For Taylor Janssen, Wish Upon A Teen, brought in decorations from his two favorite teams: the University of Michigan and the Detroit Tigers. The sports-inspired decorations included fatheads of Janssen's favorite players, posters from different games, new lighting and bedding to make Janssen's bed feel more like home.
"One of the biggest issues for patients and especially teens is kind of a feeling of isolation, a feeling of being separated from their friends and from their family and just the things that are normal for them," said J.J. Bouchard, a certified child life specialist at C.S. Mott Children's Hospital in Ann Arbor. "When Wish Upon A Teen comes in, a lot of time their friends are involved, their family is involved and it gives them a sense of control, a sense of ownership of their room."
Taylor Janssen loved the room makeover.
"It's a amazing," he said. "What they came in and brought to my room is, you know, really special to kind of make it a little more livable as I'm here going through rehab. It feels less like a hospital room and more like a place I can live and have friends come ... The fatheads, I think are really cool that they brought in and then just the bed setup that they brought in is really cool, with new sheets and comforter, and I think they brought in a couple pillows, too."
Bouchard said Taylor Janssen's friends have helped create a comfortable environment.
"Having his friends here to help him decorate the room and kind of give him that sense of community, even though he is not with his friends, where he would probably like to be. It's a great opportunity for friends to get involved and to bring them here," Bouchard said.
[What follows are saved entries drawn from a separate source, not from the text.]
//! Error types for the page module

use thiserror::Error;

/// Error type for page session and DOM query operations
#[derive(Debug, Error)]
pub enum PageError {
    /// A structural query matched nothing on the current page
    #[error("no element matches `{query}`")]
    NotFound {
        /// The query that came back empty
        query: String,
    },

    /// A CSS selector could not be parsed
    #[error("invalid selector `{query}`: {reason}")]
    InvalidSelector {
        /// The offending selector
        query: String,
        /// Parser message
        reason: String,
    },

    /// The session has not navigated anywhere yet
    #[error("no page loaded")]
    NoPage,

    /// HTTP client error
    #[error("HTTP error: {0}")]
    Http(#[from] reqwest::Error),

    /// Non-success response while loading a page
    #[error("{url} returned status {status}")]
    HttpStatus {
        /// Requested URL
        url: String,
        /// HTTP status code
        status: u16,
    },

    /// Browser driver error
    #[error("browser error: {0}")]
    Browser(String),

    /// URL parsing error
    #[error("URL parsing error: {0}")]
    UrlParse(#[from] url::ParseError),

    /// Blocking driver task failed to complete
    #[error("driver task error: {0}")]
    Task(String),
}

impl From<tokio::task::JoinError> for PageError {
    fn from(err: tokio::task::JoinError) -> Self {
        Self::Task(format!("Failed to join driver task: {}", err))
    }
}

impl PageError {
    pub(crate) fn not_found(query: impl Into<String>) -> Self {
        Self::NotFound {
            query: query.into(),
        }
    }

    /// Whether the failure belongs to the page that was loaded rather than
    /// to the session itself.
    pub fn is_page_local(&self) -> bool {
        matches!(self, Self::NotFound { .. } | Self::HttpStatus { .. })
    }
}
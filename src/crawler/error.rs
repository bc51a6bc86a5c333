//! Error types for the crawler module

use crate::error::Error as CrateError;
use crate::page::PageError;
use thiserror::Error;

/// Error type for hierarchy crawl operations
#[derive(Debug, Error)]
pub enum CrawlError {
    /// The entry listing has no row for the authority
    #[error("authority `{name}` not found in the listing")]
    AuthorityNotFound {
        /// Authority name searched for
        name: String,
    },

    /// A row or control that should carry a link does not
    #[error("no link in {what}")]
    MissingLink {
        /// Where the link was expected
        what: String,
    },

    /// Session or query error
    #[error(transparent)]
    Page(#[from] PageError),

    /// Worker permit could not be acquired
    #[error("Semaphore error: {0}")]
    Semaphore(String),

    /// Worker task failed to complete
    #[error("Task error: {0}")]
    Task(String),
}

impl From<CrawlError> for CrateError {
    fn from(err: CrawlError) -> Self {
        match err {
            CrawlError::Page(e) => CrateError::Page(e),
            _ => CrateError::Crawl(err.to_string()),
        }
    }
}

#[cfg(test)]
mod tests {
    use super::*;

    #[test]
    fn test_into_crate_error() {
        let err: CrateError = CrawlError::AuthorityNotFound {
            name: "Jaipur Development Authority".to_string(),
        }
        .into();
        assert!(matches!(err, CrateError::Crawl(ref msg) if msg.contains("Jaipur")));

        let err: CrateError = CrawlError::Page(PageError::NoPage).into();
        assert!(matches!(err, CrateError::Page(PageError::NoPage)));
    }
}
//! CSV report sink.
//!
//! Rows are joined with commas and written as-is; any quoting was applied
//! when the values were rendered. Every write is flushed so an interrupted
//! run leaves a readable partial report. The header carries no trailing
//! newline and each row is preceded by one, so the file never ends in a
//! blank line.

use std::io;
use std::path::{Path, PathBuf};

use tokio::fs::{self, File};
use tokio::io::AsyncWriteExt;
use tracing::debug;

/// Append-only CSV writer
#[derive(Debug)]
pub struct ReportWriter {
    path: PathBuf,
    file: Option<File>,
    rows: usize,
}

impl ReportWriter {
    /// Create (or truncate) the report at `path`, creating parent directories.
    pub async fn open(path: impl AsRef<Path>) -> io::Result<Self> {
        let path = path.as_ref().to_path_buf();
        if let Some(parent) = path.parent().filter(|p| !p.as_os_str().is_empty()) {
            fs::create_dir_all(parent).await?;
        }
        let file = File::create(&path).await?;
        debug!("Opened report {}", path.display());
        Ok(Self {
            path,
            file: Some(file),
            rows: 0,
        })
    }

    pub fn path(&self) -> &Path {
        &self.path
    }

    /// Data rows written so far
    pub fn rows(&self) -> usize {
        self.rows
    }

    async fn write(&mut self, text: &str) -> io::Result<()> {
        let file = self
            .file
            .as_mut()
            .ok_or_else(|| io::Error::other("report already closed"))?;
        file.write_all(text.as_bytes()).await?;
        file.flush().await
    }

    /// Write the header row
    pub async fn write_header<I, S>(&mut self, columns: I) -> io::Result<()>
    where
        I: IntoIterator<Item = S>,
        S: AsRef<str>,
    {
        let line = join(columns);
        self.write(&line).await
    }

    /// Append one data row
    pub async fn append_row<I, S>(&mut self, values: I) -> io::Result<()>
    where
        I: IntoIterator<Item = S>,
        S: AsRef<str>,
    {
        let line = format!("\n{}", join(values));
        self.write(&line).await?;
        self.rows += 1;
        Ok(())
    }

    /// Flush and release the file. Later writes fail.
    pub async fn close(&mut self) -> io::Result<()> {
        if let Some(mut file) = self.file.take() {
            file.flush().await?;
            file.sync_all().await?;
        }
        Ok(())
    }
}

fn join<I, S>(values: I) -> String
where
    I: IntoIterator<Item = S>,
    S: AsRef<str>,
{
    values
        .into_iter()
        .map(|v| v.as_ref().to_string())
        .collect::<Vec<_>>()
        .join(",")
}
//! In-memory page session for tests and offline replay

use std::collections::HashMap;

use async_trait::async_trait;

use super::{PageAccessor, PageError};

/// Session serving fixed markup per URL.
///
/// A URL may hold several renderings: successive `content` reads after a
/// navigation step through them and then keep returning the last one. This
/// stands in for a page that fills in after load.
#[derive(Debug, Default)]
pub struct StaticSession {
    pages: HashMap<String, Vec<String>>,
    current: Option<String>,
    reads: usize,
    history: Vec<String>,
}

impl StaticSession {
    /// Create an empty session
    pub fn new() -> Self {
        Self::default()
    }

    /// Serve `markup` at `url`
    pub fn with_page(mut self, url: impl Into<String>, markup: impl Into<String>) -> Self {
        self.pages.insert(url.into(), vec![markup.into()]);
        self
    }

    /// Serve successive `renderings` at `url`
    pub fn with_renderings(mut self, url: impl Into<String>, renderings: Vec<String>) -> Self {
        self.pages.insert(url.into(), renderings);
        self
    }

    /// Every URL navigated to, in order
    pub fn history(&self) -> &[String] {
        &self.history
    }
}

#[async_trait]
impl PageAccessor for StaticSession {
    async fn navigate(&mut self, url: &str) -> Result<(), PageError> {
        self.history.push(url.to_string());
        if !self.pages.contains_key(url) {
            return Err(PageError::HttpStatus {
                url: url.to_string(),
                status: 404,
            });
        }
        self.current = Some(url.to_string());
        self.reads = 0;
        Ok(())
    }

    async fn content(&mut self) -> Result<String, PageError> {
        let url = self.current.as_ref().ok_or(PageError::NoPage)?;
        let renderings = self.pages.get(url).ok_or(PageError::NoPage)?;
        let index = self.reads.min(renderings.len().saturating_sub(1));
        self.reads += 1;
        renderings.get(index).cloned().ok_or(PageError::NoPage)
    }

    fn current_url(&self) -> Option<&str> {
        self.current.as_deref()
    }
}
"What they do is phenomenal and I know he is pretty pumped up about it. It's outstanding," Mark Janssen said. "He has got a good attitude, but what his friends have done for them and what these folks have done for him, that all just helps all the more."
Taylor Janssen has remained positive since his accident and attributes the support he's received as one of the main reasons why. He told Local 4 that the help, care and concern from everyone, including strangers, has really motivated him.
"Any negative thoughts I may have had at first were immediately put out of my mind once I saw how many people I had pushing for me and supporting what I was going through and really just everything that other people are willing to do for me has motivated me to do anything I can to show them that I'm going to be OK and I'm going to be myself and I am myself and I'll be just fine," Taylor Janssen said.
Mark and Taylor Janssen have created their own word, "real-optimist" to describe their attitude toward the injury.
Janssen is expected to spend several weeks living in his hospital room. He hopes to be released in October.
Janssen would have been a junior at UM this fall. He is studying finance and accounting and hopes to return to school for the 2016 school year. If possible, he would like to live on campus.
"I think the biggest thing that this taught me is the value of the relationships you make just having friends and family there for you, more than anything," Taylor Janssen said.